Wednesday, May 21, 2008

A Not So Fitting End...

Children of the Mind by Orson Scott Card

Before reading this, I already knew what to expect having already ingested the previous three books in this series – Ender’s Game, Speaker for the Dead, and Xenocide, so I’m not sure what exactly about this book was a disappointment. Card finally gives us a kind of end to Ender’s 3000 year life and many plot points that arguably should have already taken place in Xenocide. Unlike the ending to the Harry Potter series, we are not left feeling a sense of sadness and loss at losing a character we have already followed for a thousand pages. Instead, we get another failed attempt at a philosophical science fiction novel. The dialogue is almost endless, one of my major criticisms of the last two books, but here, the religious and spiritual debates reach a crescendo, for me, it was almost too much and almost forced me to stop reading the book. But alas, having loved Ender’s story, maybe only in the beginning to be honest with you, I had to see how everything played out.

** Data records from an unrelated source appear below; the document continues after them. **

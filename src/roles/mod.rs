//! Process roles
//!
//! Reader, Router and Display each run as their own process and talk over
//! Unix stream sockets:
//!
//! ```text
//! modem ──AT+CENG?──▶ Reader ──batch (88 B)──▶ Router ──tower / end (32 B)──▶ Display
//! ```

pub mod display;
pub mod reader;
pub mod router;

use std::io;
use std::path::{Path, PathBuf};

use anyhow::{Context, Result};
use tokio::net::UnixListener;
use tracing::{debug, warn};

/// Bind a listening socket, removing a stale socket file first.
pub fn bind_fresh(path: &Path) -> Result<UnixListener> {
    remove_socket_file(path);
    UnixListener::bind(path).with_context(|| format!("Failed to bind {}", path.display()))
}

fn remove_socket_file(path: &Path) {
    match std::fs::remove_file(path) {
        Ok(()) => debug!(socket = %path.display(), "Removed stale socket file"),
        Err(e) if e.kind() == io::ErrorKind::NotFound => {}
        Err(e) => warn!(socket = %path.display(), error = %e, "Could not remove stale socket file"),
    }
}

/// Removes a listening socket file when dropped.
pub struct SocketGuard {
    path: PathBuf,
}

impl SocketGuard {
    pub fn new(path: &Path) -> Self {
        Self {
            path: path.to_path_buf(),
        }
    }
}

impl Drop for SocketGuard {
    fn drop(&mut self) {
        remove_socket_file(&self.path);
    }
}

I cannot decide whether Card’s note at the end of the book, where he tries explain what it is he was and is trying to do and where he discusses the work of Oe and Endo (both authors I adore), was a good idea or a bad one. For those having read the previous two volumes and presumably this one since you see the note at the end, you already figured that he had an intense interest both in Asian culture and writing and in creating some kind of moral pedagogy in his work. Unfortunately, his finished project does not stand up as well to other writers who have successfully done it—Endo, Oe, C.S. Lewis to name a few—because the philosophy and religion and other spiritual aspects of the novel are so in-your-face and all-consuming that the plot and the storylines disappear.

Anyways, at least I can say that I’m done with this book series…

Interesting Quotes:

“Life is a suicide mission.”

“Do the dead tips of fingernails feel bad when you pare them away?”

“It’s all fictions anyway. We do what we do and then we make up reasons for it afterward, but they’re never the true reasons, the truth is always just out of reach.”